Gift Sandile Ndwandwe, the right hand man and bodyguard of former SA Transport and Allied Workers’ Union (Satawu) general secretary Zenzo Mahlangu, was fired last year after the union discovered that he was a Zimbabwean and had fraudulently obtained his South African identity document.
Labour Court Judge Belinda Whitcher dismissed Ndwandwe’s application two weeks ago stating that there was no prima facie case that Satawu committed a breach which entitled him to invoke contractual remedies for a fundamental breach.
Ndwandwe’s lawyer Kimani Ndung’u would not say what his client’s next step will be or comment on his whereabouts.

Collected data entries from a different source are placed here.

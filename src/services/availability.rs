use chrono::{DateTime, NaiveDate, Utc};
use tracing::{debug, info, warn};

use crate::config::BookingSettings;
use crate::error::{AppError, AppResult};
use crate::models::appointment::{Appointment, AppointmentFilter, AppointmentStatus};
use crate::models::availability::{
    Availability, AvailabilityQuery, AvailabilityReport, AvailabilityRequest, UnavailableDay,
    UnavailableReason, WorkHoursView,
};
use crate::models::service::ServiceDuration;
use crate::models::stylist::{DayOfWeek, Stylist, WorkSchedule};
use crate::services::store::Repository;
use crate::services::time_slots::{day_bounds, generate_time_windows, has_conflict, localize};

pub const DATE_FORMAT: &str = "%Y-%m-%d";

pub fn parse_date(raw: &str) -> AppResult<NaiveDate> {
    NaiveDate::parse_from_str(raw.trim(), DATE_FORMAT).map_err(|e| {
        AppError::Validation(format!(
            "Invalid date '{}', expected YYYY-MM-DD: {}",
            raw, e
        ))
    })
}

// Validate the raw availability query
pub fn parse_request(query: AvailabilityQuery) -> AppResult<AvailabilityRequest> {
    let stylist_id = query
        .stylist_id
        .map(|id| id.trim().to_string())
        .filter(|id| !id.is_empty());
    let date = query.date.filter(|date| !date.trim().is_empty());

    let (stylist_id, date) = match (stylist_id, date) {
        (Some(stylist_id), Some(date)) => (stylist_id, date),
        _ => {
            return Err(AppError::Validation(
                "Stylist ID and date are required".to_string(),
            ))
        }
    };

    Ok(AvailabilityRequest {
        stylist_id,
        date: parse_date(&date)?,
        service_id: query
            .service_id
            .map(|id| id.trim().to_string())
            .filter(|id| !id.is_empty()),
    })
}

/// Look up a stylist that can take bookings, together with their schedule.
pub fn load_bookable_stylist(
    repo: &dyn Repository,
    stylist_id: &str,
) -> AppResult<(Stylist, WorkSchedule)> {
    let stylist = repo
        .find_stylist_by_id(stylist_id)?
        .ok_or_else(|| AppError::NotFound(format!("Stylist {} not found", stylist_id)))?;

    if !stylist.is_active {
        warn!("Stylist {} is inactive", stylist_id);
        return Err(AppError::Validation("Stylist is not available".to_string()));
    }

    let schedule = stylist.schedule.clone().ok_or_else(|| {
        AppError::NotFound(format!("No work schedule found for stylist {}", stylist_id))
    })?;

    Ok((stylist, schedule))
}

/// Day-level business rules: the stylist must work that weekday and not be on time off.
pub fn closed_reason(schedule: &WorkSchedule, date: NaiveDate) -> Option<UnavailableReason> {
    if !schedule.works_on(date) {
        return Some(UnavailableReason::NotAWorkDay);
    }

    if schedule.time_off_on(date).is_some() {
        return Some(UnavailableReason::TimeOff);
    }

    None
}

// Resolve how long the requested service occupies the chair
pub fn resolve_service_duration(
    repo: &dyn Repository,
    settings: &BookingSettings,
    service_id: Option<&str>,
) -> AppResult<ServiceDuration> {
    let fallback = ServiceDuration::without_buffer(settings.default_service_duration);
    let Some(service_id) = service_id else {
        return Ok(fallback);
    };

    match repo.find_service_by_id(service_id)? {
        Some(service) => match service.timing() {
            Some(timing) => Ok(timing),
            None => {
                warn!(
                    "Service {} has no duration, using default of {} minutes",
                    service_id, settings.default_service_duration
                );
                Ok(fallback)
            }
        },
        None => {
            warn!(
                "Service {} not found, using default duration of {} minutes",
                service_id, settings.default_service_duration
            );
            Ok(fallback)
        }
    }
}

/// Slot-blocking appointments of a stylist starting on a business-local date.
pub fn appointments_on(
    repo: &dyn Repository,
    settings: &BookingSettings,
    stylist_id: &str,
    date: NaiveDate,
) -> AppResult<Vec<Appointment>> {
    let (starts_from, starts_before) = day_bounds(&settings.timezone, date).ok_or_else(|| {
        AppError::Validation(format!("Date {} cannot be resolved in {}", date, settings.timezone))
    })?;

    let filter = AppointmentFilter {
        stylist_id: Some(stylist_id.to_string()),
        starts_from: Some(starts_from),
        starts_before: Some(starts_before),
        exclude_statuses: vec![AppointmentStatus::Cancelled],
    };

    Ok(repo.find_appointments(&filter)?)
}

/// Compute the open slots of one stylist on one day.
///
/// A closed day (not a work day, time off) short-circuits before any
/// appointment is loaded. Open slots are those produced by the window
/// generator that neither collide with an existing appointment nor start at
/// or before `now`.
pub fn check_availability(
    repo: &dyn Repository,
    settings: &BookingSettings,
    request: &AvailabilityRequest,
    now: DateTime<Utc>,
) -> AppResult<Availability> {
    let (_, schedule) = load_bookable_stylist(repo, &request.stylist_id)?;

    if let Some(reason) = closed_reason(&schedule, request.date) {
        info!(
            "Stylist {} unavailable on {}: {}",
            request.stylist_id, request.date, reason
        );
        return Ok(Availability::Closed(UnavailableDay {
            available: false,
            reason,
            stylist_id: request.stylist_id.clone(),
            date: request.date,
        }));
    }

    let service = resolve_service_duration(repo, settings, request.service_id.as_deref())?;
    let occupied_minutes = service.occupied_minutes();
    let existing = appointments_on(repo, settings, &request.stylist_id, request.date)?;
    let buffer = settings.availability_buffer();

    debug!(
        "Checking {} existing appointments for stylist {} on {}",
        existing.len(),
        request.stylist_id,
        request.date
    );

    let available_slots: Vec<_> = generate_time_windows(
        request.date,
        &schedule.work_hours,
        settings.slot_interval(),
    )
    .into_iter()
    .filter(|local| match localize(&settings.timezone, *local) {
        Some(start) => start > now && !has_conflict(start, occupied_minutes, &existing, buffer),
        None => false,
    })
    .map(|local| local.time())
    .collect();

    info!(
        "Stylist {} has {} open slots on {}",
        request.stylist_id,
        available_slots.len(),
        request.date
    );

    Ok(Availability::Open(AvailabilityReport {
        available: !available_slots.is_empty(),
        stylist_id: request.stylist_id.clone(),
        date: request.date,
        total_slots: available_slots.len(),
        available_slots,
        work_hours: WorkHoursView::from(&schedule.work_hours),
        service_duration: service.minutes,
        day_of_week: DayOfWeek::of(request.date),
    }))
}
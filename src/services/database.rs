use chrono::{DateTime, Duration, Utc};
use csv::{ReaderBuilder, WriterBuilder};
use serde::{de::DeserializeOwned, Serialize};
use std::fs::{self, File, OpenOptions};
use std::path::Path;
use std::sync::{Arc, Mutex, MutexGuard};
use tracing::{debug, info, warn};

use crate::config::Config;
use crate::models::appointment::{Appointment, AppointmentFilter, AppointmentStatus, StatusChange};
use crate::models::service::Service;
use crate::models::stylist::Stylist;
use crate::services::store::{Catalog, Repository, Reservation, StatusUpdate, StoreError};
use crate::services::time_slots::{conflicting_appointments, TimeRange};

const APPOINTMENT_HEADERS: [&str; 10] = [
    "id",
    "bookingNumber",
    "stylistId",
    "serviceId",
    "customerName",
    "start",
    "durationMinutes",
    "status",
    "createdAt",
    "updatedAt",
];

const HISTORY_HEADERS: [&str; 5] = [
    "appointmentId",
    "previousStatus",
    "status",
    "changedAt",
    "reason",
];

// CSV-backed appointment store with an in-memory stylist/service catalog
pub struct DatabaseService {
    appointments_path: String,
    history_path: String,
    catalog: Catalog,
    file_mutex: Mutex<()>,
}

impl DatabaseService {
    pub fn new(
        appointments_path: &str,
        history_path: &str,
        catalog: Catalog,
    ) -> Result<Self, StoreError> {
        create_csv_if_missing(appointments_path, &APPOINTMENT_HEADERS)?;
        create_csv_if_missing(history_path, &HISTORY_HEADERS)?;

        Ok(Self {
            appointments_path: appointments_path.to_string(),
            history_path: history_path.to_string(),
            catalog,
            file_mutex: Mutex::new(()),
        })
    }

    fn lock(&self) -> Result<MutexGuard<'_, ()>, StoreError> {
        self.file_mutex
            .lock()
            .map_err(|e| StoreError::Lock(e.to_string()))
    }

    // Caller must hold the file lock
    fn load_appointments(&self) -> Result<Vec<Appointment>, StoreError> {
        read_records(&self.appointments_path)
    }

    // Replace the appointments file through a temporary file; caller holds the lock
    fn rewrite_appointments(&self, appointments: &[Appointment]) -> Result<(), StoreError> {
        let tmp_path = format!("{}.tmp", self.appointments_path);
        let file = File::create(&tmp_path).map_err(|e| StoreError::io(&tmp_path, e))?;

        let mut writer = WriterBuilder::new().has_headers(false).from_writer(file);
        writer.write_record(APPOINTMENT_HEADERS)?;
        for appointment in appointments {
            writer.serialize(appointment)?;
        }
        writer.flush().map_err(|e| StoreError::io(&tmp_path, e))?;
        drop(writer);

        fs::rename(&tmp_path, &self.appointments_path)
            .map_err(|e| StoreError::io(&self.appointments_path, e))?;

        debug!(
            "Rewrote {} appointments to {}",
            appointments.len(),
            self.appointments_path
        );

        Ok(())
    }
}

impl Repository for DatabaseService {
    fn find_appointments(
        &self,
        filter: &AppointmentFilter,
    ) -> Result<Vec<Appointment>, StoreError> {
        let _lock = self.lock()?;

        let appointments: Vec<Appointment> = self
            .load_appointments()?
            .into_iter()
            .filter(|appointment| filter.matches(appointment))
            .collect();

        debug!("Found {} appointments matching {:?}", appointments.len(), filter);

        Ok(appointments)
    }

    fn find_appointment_by_id(&self, id: &str) -> Result<Option<Appointment>, StoreError> {
        let _lock = self.lock()?;

        Ok(self
            .load_appointments()?
            .into_iter()
            .find(|appointment| appointment.id == id))
    }

    fn find_stylist_by_id(&self, id: &str) -> Result<Option<Stylist>, StoreError> {
        Ok(self.catalog.stylist(id).cloned())
    }

    fn find_service_by_id(&self, id: &str) -> Result<Option<Service>, StoreError> {
        Ok(self.catalog.service(id).cloned())
    }

    fn reserve_if_free(
        &self,
        appointment: Appointment,
        buffer: Duration,
    ) -> Result<Reservation, StoreError> {
        let _lock = self.lock()?;

        let booked: Vec<Appointment> = self
            .load_appointments()?
            .into_iter()
            .filter(|existing| {
                existing.stylist_id == appointment.stylist_id && existing.status.blocks_slot()
            })
            .collect();

        let candidate = TimeRange::of(&appointment);
        let conflicts: Vec<Appointment> = conflicting_appointments(&candidate, &booked, buffer)
            .into_iter()
            .cloned()
            .collect();

        if !conflicts.is_empty() {
            warn!(
                "Slot {} for stylist {} is taken by {} appointments",
                appointment.start,
                appointment.stylist_id,
                conflicts.len()
            );
            return Ok(Reservation::Conflict(conflicts));
        }

        append_record(&self.appointments_path, &appointment)?;

        info!(
            "Stored appointment {} for stylist {} at {}",
            appointment.id, appointment.stylist_id, appointment.start
        );

        Ok(Reservation::Reserved(appointment))
    }

    fn update_appointment_status(
        &self,
        id: &str,
        expected: AppointmentStatus,
        next: AppointmentStatus,
        reason: &str,
        changed_at: DateTime<Utc>,
    ) -> Result<StatusUpdate, StoreError> {
        let _lock = self.lock()?;

        let mut appointments = self.load_appointments()?;
        let Some(appointment) = appointments.iter_mut().find(|appointment| appointment.id == id)
        else {
            warn!("No appointment found with id {}", id);
            return Ok(StatusUpdate::NotFound);
        };

        if appointment.status != expected {
            return Ok(StatusUpdate::Stale(appointment.status));
        }

        appointment.status = next;
        appointment.updated_at = changed_at;
        let updated = appointment.clone();

        let change = StatusChange {
            appointment_id: id.to_string(),
            previous_status: expected,
            status: next,
            changed_at,
            reason: reason.to_string(),
        };

        // History first; rolled back if the rewrite fails
        let history_len = file_len(&self.history_path)?;
        append_record(&self.history_path, &change)?;
        if let Err(e) = self.rewrite_appointments(&appointments) {
            warn!(
                "Failed to store status of appointment {}, dropping its history row",
                id
            );
            truncate_file(&self.history_path, history_len)?;
            return Err(e);
        }

        info!(
            "Updated appointment {} status from {} to {}",
            id, expected, next
        );

        Ok(StatusUpdate::Updated {
            appointment: updated,
            change,
        })
    }

    fn status_history(&self, id: &str) -> Result<Vec<StatusChange>, StoreError> {
        let _lock = self.lock()?;

        Ok(read_records::<StatusChange>(&self.history_path)?
            .into_iter()
            .filter(|change| change.appointment_id == id)
            .collect())
    }
}

fn create_csv_if_missing(path: &str, headers: &[&str]) -> Result<(), StoreError> {
    if Path::new(path).exists() {
        return Ok(());
    }

    info!("Creating new database file at {}", path);

    let file = File::create(path).map_err(|e| StoreError::io(path, e))?;
    let mut writer = WriterBuilder::new().has_headers(true).from_writer(file);
    writer.write_record(headers)?;
    writer.flush().map_err(|e| StoreError::io(path, e))?;

    Ok(())
}

fn read_records<T: DeserializeOwned>(path: &str) -> Result<Vec<T>, StoreError> {
    let file = match File::open(path) {
        Ok(file) => file,
        Err(e) if e.kind() == std::io::ErrorKind::NotFound => return Ok(Vec::new()),
        Err(e) => return Err(StoreError::io(path, e)),
    };

    let mut reader = ReaderBuilder::new().has_headers(true).from_reader(file);
    let mut records = Vec::new();
    for result in reader.deserialize() {
        records.push(result?);
    }

    Ok(records)
}

fn append_record<T: Serialize>(path: &str, record: &T) -> Result<(), StoreError> {
    let file = OpenOptions::new()
        .append(true)
        .open(path)
        .map_err(|e| StoreError::io(path, e))?;

    let mut writer = WriterBuilder::new().has_headers(false).from_writer(file);
    writer.serialize(record)?;
    writer.flush().map_err(|e| StoreError::io(path, e))?;

    Ok(())
}

fn file_len(path: &str) -> Result<u64, StoreError> {
    fs::metadata(path)
        .map(|metadata| metadata.len())
        .map_err(|e| StoreError::io(path, e))
}

fn truncate_file(path: &str, len: u64) -> Result<(), StoreError> {
    OpenOptions::new()
        .write(true)
        .open(path)
        .and_then(|file| file.set_len(len))
        .map_err(|e| StoreError::io(path, e))
}

// Create the database service described by the configuration
pub fn create_database_service(config: &Config) -> Result<Arc<DatabaseService>, StoreError> {
    for path in [&config.appointments_path, &config.history_path] {
        if let Some(dir) = Path::new(path).parent().filter(|dir| !dir.as_os_str().is_empty()) {
            fs::create_dir_all(dir).map_err(|e| StoreError::io(path, e))?;
        }
    }

    let catalog = Catalog::load(&config.catalog_path)?;

    Ok(Arc::new(DatabaseService::new(
        &config.appointments_path,
        &config.history_path,
        catalog,
    )?))
}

In court, Ndwandwe said he did not commit any misconduct, was not found guilty of any and not offered any opportunity to respond to the allegations.
Mahlangu himself was deported by the Department of Home Affairs (DoHA) in 2017 after it was found he was in the country illegally and that, according to Satawu, his real name was John Sibande.
Ndwandwe argued that had Satawu not terminated his contract he would have remained its employee for the unexpired portion of his term as provincial secretary, which was two years and 11 months.
According to papers filed at the Labour Court, Ndwandwe wanted R1.9m compensation from Satawu, citing a breach of contract.
Ndwandwe, whose fraudulent identity document states that he is 38, rose from being a messenger at Satawu’s head office in 2011 to being its Gauteng provincial secretary by 2015, replacing Chris Nkosi, who was shot dead while driving home to Ekurhuleni in the same year.
Between 2011 and 2015, Ndwandwe was also appointed Satawu’s organiser in the North West, national coordinator of the cash-in-transit sector and later national head of security responsible for the safety of its facilities, offices, assets and staff members, including Mahlangu.
In his court papers, Ndwandwe states that in October 2017 Satawu’s then deputy general secretary Zacharia Mosothoane informed him that he had been suspended with immediate effect pending an investigation into allegations that the Department of Home Affairs was questioning his nationality.
Ndwandwe’s suspension was later reinstated by the South Gauteng High Court, which declared the move unlawful.
However, in January last year, Satawu leaders met Ndwandwe to enquire about his representations to the DoHA but he refused to hand them, claiming certain aspects were confidential including information relating to his wife and minor children.
Satawu then fired Ndwandwe after he told its leaders he could only give them the covering letter of the representations he had made to the department.